((

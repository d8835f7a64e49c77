//! `SeaORM` Entity for fx_rates table.

use sea_orm::entity::prelude::*;
use serde::{Deserialize, Serialize};

#[derive(Clone, Debug, PartialEq, DeriveEntityModel, Eq, Serialize, Deserialize)]
#[sea_orm(table_name = "fx_rates")]
pub struct Model {
    #[sea_orm(primary_key, auto_increment = false)]
    pub id: Uuid,
    pub from_currency: String,
    pub to_currency: String,
    #[sea_orm(column_type = "Decimal(Some((19, 10)))")]
    pub rate: Decimal,
    pub effective_date: Date,
    pub created_at: DateTimeWithTimeZone,
}

#[derive(Copy, Clone, Debug, EnumIter, DeriveRelation)]
pub enum Relation {}

impl ActiveModelBehavior for ActiveModel {}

))

## Your instructions
Every line of the listing is to be returned exactly as given.

## Task response
repository d8835f7a64e49c77
//! `SeaORM` Entity for fx_rates table.

use sea_orm::entity::prelude::*;
use serde::{Deserialize, Serialize};

#[derive(Clone, Debug, PartialEq, DeriveEntityModel, Eq, Serialize, Deserialize)]
#[sea_orm(table_name = "fx_rates")]
pub struct Model {
    #[sea_orm(primary_key, auto_increment = false)]
    pub id: Uuid,
    pub from_currency: String,
    pub to_currency: String,
    #[sea_orm(column_type = "Decimal(Some((19, 10)))")]
    pub rate: Decimal,
    pub effective_date: Date,
    pub created_at: DateTimeWithTimeZone,
}

#[derive(Copy, Clone, Debug, EnumIter, DeriveRelation)]
pub enum Relation {}

impl ActiveModelBehavior for ActiveModel {}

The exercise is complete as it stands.